Massimo Pigliucci is a Professor of Philosophy at the City University of New York. His research is concerned with philosophy of science, the relationship between science and philosophy, and the relationship between science and religion.
He received a Doctorate in Genetics from the University of Ferrara in Italy, a PhD in Botany from the University of Connecticut, and a PhD in Philosophy from the University of Tennessee. He has published over a hundred technical papers and several books. His most recent technical book is Nonsense on Stilts (University of Chicago Press). Prof. Pigliucci has been awarded the prestigious Dobzhansky Prize from the Society for the Study of Evolution. He has been elected fellow of the American Association for the Advancement of Science "for fundamental studies of genotype by environmental interactions and for public defense of evolutionary biology from pseudoscientific attack."
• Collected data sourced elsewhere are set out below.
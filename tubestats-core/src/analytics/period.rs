//! Review periods
//!
//! A period is a calendar year or month read at a fixed UTC offset. The
//! product reviews a channel's year as seen from Taipei (UTC+8), so the
//! window `2024` starts at `2023-12-31T16:00:00Z`.

use chrono::{DateTime, Datelike, FixedOffset, NaiveDate, TimeZone, Utc};

/// Time period a review covers.
#[derive(Debug, Clone, Copy, PartialEq, Eq)]
pub enum ReviewPeriod {
    /// Full year (e.g., 2024)
    Year(i32),
    /// Specific month (year, month 1-12)
    Month(i32, u32),
}

const MONTH_NAMES: [&str; 12] = [
    "January",
    "February",
    "March",
    "April",
    "May",
    "June",
    "July",
    "August",
    "September",
    "October",
    "November",
    "December",
];

/// English name of a month (1-12).
pub fn month_name(month: u32) -> &'static str {
    month
        .checked_sub(1)
        .and_then(|i| MONTH_NAMES.get(i as usize))
        .copied()
        .unwrap_or("Unknown")
}

fn local_midnight(date: NaiveDate, offset: &FixedOffset) -> DateTime<Utc> {
    let naive = date.and_hms_opt(0, 0, 0).unwrap_or_default();
    match offset.from_local_datetime(&naive).single() {
        Some(local) => local.with_timezone(&Utc),
        None => naive.and_utc(),
    }
}

impl ReviewPeriod {
    fn first_day(&self) -> NaiveDate {
        let (year, month) = match *self {
            ReviewPeriod::Year(year) => (year, 1),
            ReviewPeriod::Month(year, month) => (year, month.clamp(1, 12)),
        };
        NaiveDate::from_ymd_opt(year, month, 1).unwrap_or_default()
    }

    fn first_day_after(&self) -> NaiveDate {
        let (year, month) = match *self {
            ReviewPeriod::Year(year) => (year.saturating_add(1), 1),
            ReviewPeriod::Month(year, month) if month >= 12 => (year.saturating_add(1), 1),
            ReviewPeriod::Month(year, month) => (year, month.max(1) + 1),
        };
        NaiveDate::from_ymd_opt(year, month, 1).unwrap_or_default()
    }

    /// Start of this period (inclusive) at the given offset.
    pub fn start(&self, offset: &FixedOffset) -> DateTime<Utc> {
        local_midnight(self.first_day(), offset)
    }

    /// End of this period (exclusive) at the given offset.
    pub fn end(&self, offset: &FixedOffset) -> DateTime<Utc> {
        local_midnight(self.first_day_after(), offset)
    }

    /// Whether a timestamp falls in this period.
    pub fn contains(&self, ts: DateTime<Utc>, offset: &FixedOffset) -> bool {
        ts >= self.start(offset) && ts < self.end(offset)
    }

    /// Number of calendar days in this period.
    pub fn total_days(&self) -> i64 {
        (self.first_day_after() - self.first_day()).num_days()
    }

    /// Calendar year of this period.
    pub fn year(&self) -> i32 {
        match *self {
            ReviewPeriod::Year(year) | ReviewPeriod::Month(year, _) => year,
        }
    }

    /// Get the previous period.
    pub fn previous(&self) -> Self {
        match *self {
            ReviewPeriod::Year(year) => ReviewPeriod::Year(year.saturating_sub(1)),
            ReviewPeriod::Month(year, month) if month <= 1 => {
                ReviewPeriod::Month(year.saturating_sub(1), 12)
            }
            ReviewPeriod::Month(year, month) => ReviewPeriod::Month(year, month - 1),
        }
    }

    /// Get display name for this period.
    pub fn display_name(&self) -> String {
        match *self {
            ReviewPeriod::Year(year) => format!("{}", year),
            ReviewPeriod::Month(year, month) => format!("{} {}", month_name(month), year),
        }
    }

    /// The year that is current at the given offset.
    pub fn current_year(offset: &FixedOffset) -> Self {
        ReviewPeriod::Year(Utc::now().with_timezone(offset).year())
    }
}

#[cfg(test)]
mod tests {
    use super::*;

    fn taipei() -> FixedOffset {
        FixedOffset::east_opt(8 * 3600).unwrap()
    }

    fn utc() -> FixedOffset {
        FixedOffset::east_opt(0).unwrap()
    }

    #[test]
    fn test_year_bounds_at_offset() {
        let period = ReviewPeriod::Year(2024);
        assert_eq!(
            period.start(&taipei()).to_rfc3339(),
            "2023-12-31T16:00:00+00:00"
        );
        assert_eq!(
            period.end(&taipei()).to_rfc3339(),
            "2024-12-31T16:00:00+00:00"
        );
        assert_eq!(period.start(&utc()).to_rfc3339(), "2024-01-01T00:00:00+00:00");
        assert_eq!(period.total_days(), 366);
    }

    #[test]
    fn test_contains_edges() {
        let period = ReviewPeriod::Year(2024);
        let ts = |s: &str| DateTime::parse_from_rfc3339(s).unwrap().with_timezone(&Utc);

        assert!(period.contains(ts("2023-12-31T16:00:00Z"), &taipei()));
        assert!(!period.contains(ts("2023-12-31T15:59:59Z"), &taipei()));
        assert!(period.contains(ts("2024-12-31T15:59:59Z"), &taipei()));
        assert!(!period.contains(ts("2024-12-31T16:00:00Z"), &taipei()));
    }

    #[test]
    fn test_month_period() {
        let period = ReviewPeriod::Month(2024, 12);
        assert_eq!(period.display_name(), "December 2024");
        assert_eq!(period.previous(), ReviewPeriod::Month(2024, 11));
        assert_eq!(period.end(&utc()).to_rfc3339(), "2025-01-01T00:00:00+00:00");
        assert_eq!(period.total_days(), 31);

        let jan = ReviewPeriod::Month(2024, 1);
        assert_eq!(jan.previous(), ReviewPeriod::Month(2023, 12));
        assert_eq!(ReviewPeriod::Month(2024, 2).total_days(), 29);
    }

    #[test]
    fn test_year_period() {
        let period = ReviewPeriod::Year(2024);
        assert_eq!(period.display_name(), "2024");
        assert_eq!(period.previous(), ReviewPeriod::Year(2023));
        assert_eq!(period.year(), 2024);
    }

    #[test]
    fn test_month_name() {
        assert_eq!(month_name(1), "January");
        assert_eq!(month_name(12), "December");
        assert_eq!(month_name(0), "Unknown");
        assert_eq!(month_name(13), "Unknown");
    }

    #[test]
    fn test_extreme_years_do_not_overflow() {
        assert_eq!(ReviewPeriod::Year(i32::MIN).previous(), ReviewPeriod::Year(i32::MIN));
        assert_eq!(
            ReviewPeriod::Month(i32::MIN, 1).previous(),
            ReviewPeriod::Month(i32::MIN, 12)
        );

        // Years chrono cannot represent give an empty period
        let far = ReviewPeriod::Year(i32::MAX);
        assert_eq!(far.total_days(), 0);
        assert!(!far.contains(Utc::now(), &taipei()));
        assert_eq!(
            ReviewPeriod::Month(i32::MAX, 12).start(&utc()),
            ReviewPeriod::Month(i32::MAX, 12).end(&utc())
        );
    }
}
In the areas of outreach and critical thinking, Prof. Pigliucci has published in national magazines such as Skeptic, Skeptical Inquirer, Philosophy Now, and The Philosopher's Magazine, among others. He has also been elected as a Consultant for the Committee for Skeptical Inquiry. Pigliucci pens the "Rationally Speaking" blog (rationallyspeaking.org), co-hosts the Rationally Speaking podcast, and has authored the popular science book Denying Evolution: Creationism, Scientism and the Nature of Science (Sinauer). His forthcoming book is The Intelligent Person's Guide to the Meaning of Life (BasicBooks).